Data records
##############################
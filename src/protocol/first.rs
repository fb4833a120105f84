//! First-packet interactions with a frontend: startup packets, SSL
//! negotiation requests, and cancellation requests.
//!
//! On the wire these messages carry no type tag; a stream models them with
//! the reserved [`TAG_FIRST`] sentinel and the first four payload bytes
//! discriminate the kind. The [`is_startup`], [`is_ssl_request`], and
//! [`is_cancel_request`] predicates inspect that buffered discriminator
//! without forcing the rest of the payload.
//!
//! Startup can be re-done after an SSL negotiation: wrap the transport in
//! TLS and create a fresh frontend stream on the encrypted output.

use std::collections::BTreeMap;

use bytes::{BufMut, BytesMut};

use crate::codec::buf::{Cursor, PgBuf};
use crate::error::{Error, Result};
use crate::protocol::message::Message;
use crate::protocol::wire::{
    self, CANCEL_REQUEST_CODE, PROTOCOL_VERSION, SSL_REQUEST_CODE, TAG_FIRST,
};

fn has_code_prefix(msg: &Message<'_>, code: u32) -> bool {
    msg.tag() == TAG_FIRST && msg.buffered().starts_with(&code.to_be_bytes())
}

/// Whether this first message is a StartupMessage.
pub fn is_startup(msg: &Message<'_>) -> bool {
    has_code_prefix(msg, PROTOCOL_VERSION)
}

/// Whether this first message is an SSLRequest.
pub fn is_ssl_request(msg: &Message<'_>) -> bool {
    has_code_prefix(msg, SSL_REQUEST_CODE)
}

/// Whether this first message is a CancelRequest.
pub fn is_cancel_request(msg: &Message<'_>) -> bool {
    has_code_prefix(msg, CANCEL_REQUEST_CODE)
}

/// Validate first-message bounds and force the body into memory.
async fn read_first<'m>(msg: &'m mut Message<'_>) -> Result<&'m [u8]> {
    if msg.tag() != TAG_FIRST {
        return Err(Error::BadTypeCode {
            expected: TAG_FIRST,
            got: msg.tag(),
        });
    }
    wire::check_startup_size(msg.declared_size())?;
    msg.force().await
}

/// A StartupMessage: the protocol version word followed by NUL-terminated
/// key/value option pairs, terminated by one extra NUL.
#[derive(Debug, Clone, PartialEq, Eq, Default)]
pub struct Startup {
    pub params: BTreeMap<String, String>,
}

impl Startup {
    pub fn new(params: BTreeMap<String, String>) -> Startup {
        Startup { params }
    }

    /// Build the on-wire message.
    pub fn encode(&self) -> Message<'static> {
        let mut buf = BytesMut::with_capacity(1024);
        buf.put_u32(PROTOCOL_VERSION);
        for (name, value) in &self.params {
            buf.put_cstr(name);
            buf.put_cstr(value);
        }
        buf.put_u8(b'\0');
        Message::from_bytes(TAG_FIRST, buf.freeze())
    }

    /// Parse a first message as a StartupMessage.
    pub async fn parse(msg: &mut Message<'_>) -> Result<Startup> {
        let body = read_first(msg).await?;
        let mut b = Cursor::new(body);

        let version = b.read_u32()?;
        if version != PROTOCOL_VERSION {
            return Err(Error::StartupVersion {
                got: version,
                expected: PROTOCOL_VERSION,
            });
        }

        let mut params = BTreeMap::new();
        while b.remaining() > 1 {
            let key = b
                .read_cstr()
                .map_err(|_| Error::StartupFormat("unterminated parameter name"))?;
            let value = b
                .read_cstr()
                .map_err(|_| Error::StartupFormat("unterminated parameter value"))?;
            params.insert(key.to_owned(), value.to_owned());
        }

        // Fidelity check: the last byte of the packet must be a NUL.
        if b.read_u8().ok() != Some(b'\0') {
            return Err(Error::StartupFormat("missing trailing NUL"));
        }

        Ok(Startup { params })
    }
}

/// The SSLRequest pseudo-message: an 8-byte packet carrying only its request
/// code. The reply is a single byte, not a framed message.
#[derive(Debug, Clone, Copy, PartialEq, Eq)]
pub struct SslRequest;

impl SslRequest {
    pub fn encode(&self) -> Message<'static> {
        Message::from_bytes(TAG_FIRST, SSL_REQUEST_CODE.to_be_bytes().to_vec())
    }
}

/// A CancelRequest: sent on a fresh connection to interrupt the session
/// identified by `(backend_pid, secret_key)`.
#[derive(Debug, Clone, Copy, PartialEq, Eq)]
pub struct CancelRequest {
    pub backend_pid: u32,
    pub secret_key: u32,
}

impl CancelRequest {
    pub fn encode(&self) -> Message<'static> {
        let mut buf = BytesMut::with_capacity(12);
        buf.put_u32(CANCEL_REQUEST_CODE);
        buf.put_u32(self.backend_pid);
        buf.put_u32(self.secret_key);
        Message::from_bytes(TAG_FIRST, buf.freeze())
    }

    /// Parse a first message as a CancelRequest.
    pub async fn parse(msg: &mut Message<'_>) -> Result<CancelRequest> {
        if msg.declared_size() != 16 {
            return Err(Error::WrongSize {
                expected: 16,
                got: msg.declared_size(),
            });
        }
        let body = read_first(msg).await?;
        let mut b = Cursor::new(body);

        let code = b.read_u32()?;
        if code != CANCEL_REQUEST_CODE {
            return Err(Error::Protocol(format!(
                "expected cancel request code {CANCEL_REQUEST_CODE}, got {code}"
            )));
        }

        Ok(CancelRequest {
            backend_pid: b.read_u32()?,
            secret_key: b.read_u32()?,
        })
    }
}
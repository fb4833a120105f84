//! # pgrelay
//!
//! Programmable proxy toolkit for the PostgreSQL frontend/backend (FEBE)
//! wire protocol, version 3.
//!
//! The crate is for building intermediaries (routing proxies, admin
//! gateways, protocol recorders) that sit between a PostgreSQL client
//! (the *frontend*) and a PostgreSQL server (the *backend*), read framed
//! messages off either side, optionally inspect or rewrite them, and
//! forward them on.
//!
//! ## Architecture
//!
//! - **Framing** ([`protocol`]): [`Message`](protocol::Message) is one FEBE
//!   message, either fully buffered or a zero-copy "promise" whose payload
//!   tail still sits in the source transport.
//!   [`MessageStream`](protocol::MessageStream) reads and writes framed
//!   messages over a duplex byte transport, including the protocol's
//!   tagless startup phase.
//! - **Codecs** ([`protocol`], [`codec`]): structural parsers and
//!   constructors for the curated message catalogue, the type OID table,
//!   and text-format value encoding.
//! - **Negotiation** ([`transport`]): the SSLRequest handshake, upgrading a
//!   transport to TLS before any framing starts.
//! - **Sessions** ([`session`], [`manager`]): a [`Session`](session::Session)
//!   relays both directions between a paired frontend and backend
//!   concurrently and captures BackendKeyData on the way through; the
//!   [`SessionManager`](manager::SessionManager) tracks live sessions and
//!   dispatches out-of-band cancellation requests to the one they name.
//!
//! ## Example
//!
//! ```ignore
//! use std::sync::Arc;
//! use pgrelay::{MessageStream, Router, Session, SessionManager};
//!
//! async fn serve(manager: Arc<SessionManager>, client: tokio::net::TcpStream) {
//!     let frontend = MessageStream::frontend(client);
//!     let connector = Arc::new(connector_for_backend());
//!     let backend = connector.startup().await.unwrap();
//!     let session = Session::new(Router::new(frontend, backend), connector);
//!     let _ = manager.run_session(session).await;
//! }
//! ```

pub mod codec;
pub mod error;
pub mod manager;
pub mod protocol;
pub mod session;
pub mod transport;

pub use error::{Error, Result};
pub use manager::{Canceller, Connector, SessionManager};
pub use protocol::{Message, MessageReader, MessageStream, MessageWriter, Phase};
pub use session::{Relay, Router, Session, SessionKey};
pub use transport::{negotiate_tls, MaybeTls, SslMode, TlsClient};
##############################
_Problem to solve_.
The expected output is the complete data, repeated exactly.

_Problem solution_.
filename src/protocol/first.rs
repository fb4833a120105f84
//! First-packet interactions with a frontend: startup packets, SSL
//! negotiation requests, and cancellation requests.
//!
//! On the wire these messages carry no type tag; a stream models them with
//! the reserved [`TAG_FIRST`] sentinel and the first four payload bytes
//! discriminate the kind. The [`is_startup`], [`is_ssl_request`], and
//! [`is_cancel_request`] predicates inspect that buffered discriminator
//! without forcing the rest of the payload.
//!
//! Startup can be re-done after an SSL negotiation: wrap the transport in
//! TLS and create a fresh frontend stream on the encrypted output.

use std::collections::BTreeMap;

use bytes::{BufMut, BytesMut};

use crate::codec::buf::{Cursor, PgBuf};
use crate::error::{Error, Result};
use crate::protocol::message::Message;
use crate::protocol::wire::{
    self, CANCEL_REQUEST_CODE, PROTOCOL_VERSION, SSL_REQUEST_CODE, TAG_FIRST,
};

fn has_code_prefix(msg: &Message<'_>, code: u32) -> bool {
    msg.tag() == TAG_FIRST && msg.buffered().starts_with(&code.to_be_bytes())
}

/// Whether this first message is a StartupMessage.
pub fn is_startup(msg: &Message<'_>) -> bool {
    has_code_prefix(msg, PROTOCOL_VERSION)
}

/// Whether this first message is an SSLRequest.
pub fn is_ssl_request(msg: &Message<'_>) -> bool {
    has_code_prefix(msg, SSL_REQUEST_CODE)
}

/// Whether this first message is a CancelRequest.
pub fn is_cancel_request(msg: &Message<'_>) -> bool {
    has_code_prefix(msg, CANCEL_REQUEST_CODE)
}

/// Validate first-message bounds and force the body into memory.
async fn read_first<'m>(msg: &'m mut Message<'_>) -> Result<&'m [u8]> {
    if msg.tag() != TAG_FIRST {
        return Err(Error::BadTypeCode {
            expected: TAG_FIRST,
            got: msg.tag(),
        });
    }
    wire::check_startup_size(msg.declared_size())?;
    msg.force().await
}

/// A StartupMessage: the protocol version word followed by NUL-terminated
/// key/value option pairs, terminated by one extra NUL.
#[derive(Debug, Clone, PartialEq, Eq, Default)]
pub struct Startup {
    pub params: BTreeMap<String, String>,
}

impl Startup {
    pub fn new(params: BTreeMap<String, String>) -> Startup {
        Startup { params }
    }

    /// Build the on-wire message.
    pub fn encode(&self) -> Message<'static> {
        let mut buf = BytesMut::with_capacity(1024);
        buf.put_u32(PROTOCOL_VERSION);
        for (name, value) in &self.params {
            buf.put_cstr(name);
            buf.put_cstr(value);
        }
        buf.put_u8(b'\0');
        Message::from_bytes(TAG_FIRST, buf.freeze())
    }

    /// Parse a first message as a StartupMessage.
    pub async fn parse(msg: &mut Message<'_>) -> Result<Startup> {
        let body = read_first(msg).await?;
        let mut b = Cursor::new(body);

        let version = b.read_u32()?;
        if version != PROTOCOL_VERSION {
            return Err(Error::StartupVersion {
                got: version,
                expected: PROTOCOL_VERSION,
            });
        }

        let mut params = BTreeMap::new();
        while b.remaining() > 1 {
            let key = b
                .read_cstr()
                .map_err(|_| Error::StartupFormat("unterminated parameter name"))?;
            let value = b
                .read_cstr()
                .map_err(|_| Error::StartupFormat("unterminated parameter value"))?;
            params.insert(key.to_owned(), value.to_owned());
        }

        // Fidelity check: the last byte of the packet must be a NUL.
        if b.read_u8().ok() != Some(b'\0') {
            return Err(Error::StartupFormat("missing trailing NUL"));
        }

        Ok(Startup { params })
    }
}

/// The SSLRequest pseudo-message: an 8-byte packet carrying only its request
/// code. The reply is a single byte, not a framed message.
#[derive(Debug, Clone, Copy, PartialEq, Eq)]
pub struct SslRequest;

impl SslRequest {
    pub fn encode(&self) -> Message<'static> {
        Message::from_bytes(TAG_FIRST, SSL_REQUEST_CODE.to_be_bytes().to_vec())
    }
}

/// A CancelRequest: sent on a fresh connection to interrupt the session
/// identified by `(backend_pid, secret_key)`.
#[derive(Debug, Clone, Copy, PartialEq, Eq)]
pub struct CancelRequest {
    pub backend_pid: u32,
    pub secret_key: u32,
}

impl CancelRequest {
    pub fn encode(&self) -> Message<'static> {
        let mut buf = BytesMut::with_capacity(12);
        buf.put_u32(CANCEL_REQUEST_CODE);
        buf.put_u32(self.backend_pid);
        buf.put_u32(self.secret_key);
        Message::from_bytes(TAG_FIRST, buf.freeze())
    }

    /// Parse a first message as a CancelRequest.
    pub async fn parse(msg: &mut Message<'_>) -> Result<CancelRequest> {
        if msg.declared_size() != 16 {
            return Err(Error::WrongSize {
                expected: 16,
                got: msg.declared_size(),
            });
        }
        let body = read_first(msg).await?;
        let mut b = Cursor::new(body);

        let code = b.read_u32()?;
        if code != CANCEL_REQUEST_CODE {
            return Err(Error::Protocol(format!(
                "expected cancel request code {CANCEL_REQUEST_CODE}, got {code}"
            )));
        }

        Ok(CancelRequest {
            backend_pid: b.read_u32()?,
            secret_key: b.read_u32()?,
        })
    }
}
repository fb4833a120105f84
//! # pgrelay
//!
//! Programmable proxy toolkit for the PostgreSQL frontend/backend (FEBE)
//! wire protocol, version 3.
//!
//! The crate is for building intermediaries (routing proxies, admin
//! gateways, protocol recorders) that sit between a PostgreSQL client
//! (the *frontend*) and a PostgreSQL server (the *backend*), read framed
//! messages off either side, optionally inspect or rewrite them, and
//! forward them on.
//!
//! ## Architecture
//!
//! - **Framing** ([`protocol`]): [`Message`](protocol::Message) is one FEBE
//!   message, either fully buffered or a zero-copy "promise" whose payload
//!   tail still sits in the source transport.
//!   [`MessageStream`](protocol::MessageStream) reads and writes framed
//!   messages over a duplex byte transport, including the protocol's
//!   tagless startup phase.
//! - **Codecs** ([`protocol`], [`codec`]): structural parsers and
//!   constructors for the curated message catalogue, the type OID table,
//!   and text-format value encoding.
//! - **Negotiation** ([`transport`]): the SSLRequest handshake, upgrading a
//!   transport to TLS before any framing starts.
//! - **Sessions** ([`session`], [`manager`]): a [`Session`](session::Session)
//!   relays both directions between a paired frontend and backend
//!   concurrently and captures BackendKeyData on the way through; the
//!   [`SessionManager`](manager::SessionManager) tracks live sessions and
//!   dispatches out-of-band cancellation requests to the one they name.
//!
//! ## Example
//!
//! ```ignore
//! use std::sync::Arc;
//! use pgrelay::{MessageStream, Router, Session, SessionManager};
//!
//! async fn serve(manager: Arc<SessionManager>, client: tokio::net::TcpStream) {
//!     let frontend = MessageStream::frontend(client);
//!     let connector = Arc::new(connector_for_backend());
//!     let backend = connector.startup().await.unwrap();
//!     let session = Session::new(Router::new(frontend, backend), connector);
//!     let _ = manager.run_session(session).await;
//! }
//! ```

pub mod codec;
pub mod error;
pub mod manager;
pub mod protocol;
pub mod session;
pub mod transport;

pub use error::{Error, Result};
pub use manager::{Canceller, Connector, SessionManager};
pub use protocol::{Message, MessageReader, MessageStream, MessageWriter, Phase};
pub use session::{Relay, Router, Session, SessionKey};
pub use transport::{negotiate_tls, MaybeTls, SslMode, TlsClient};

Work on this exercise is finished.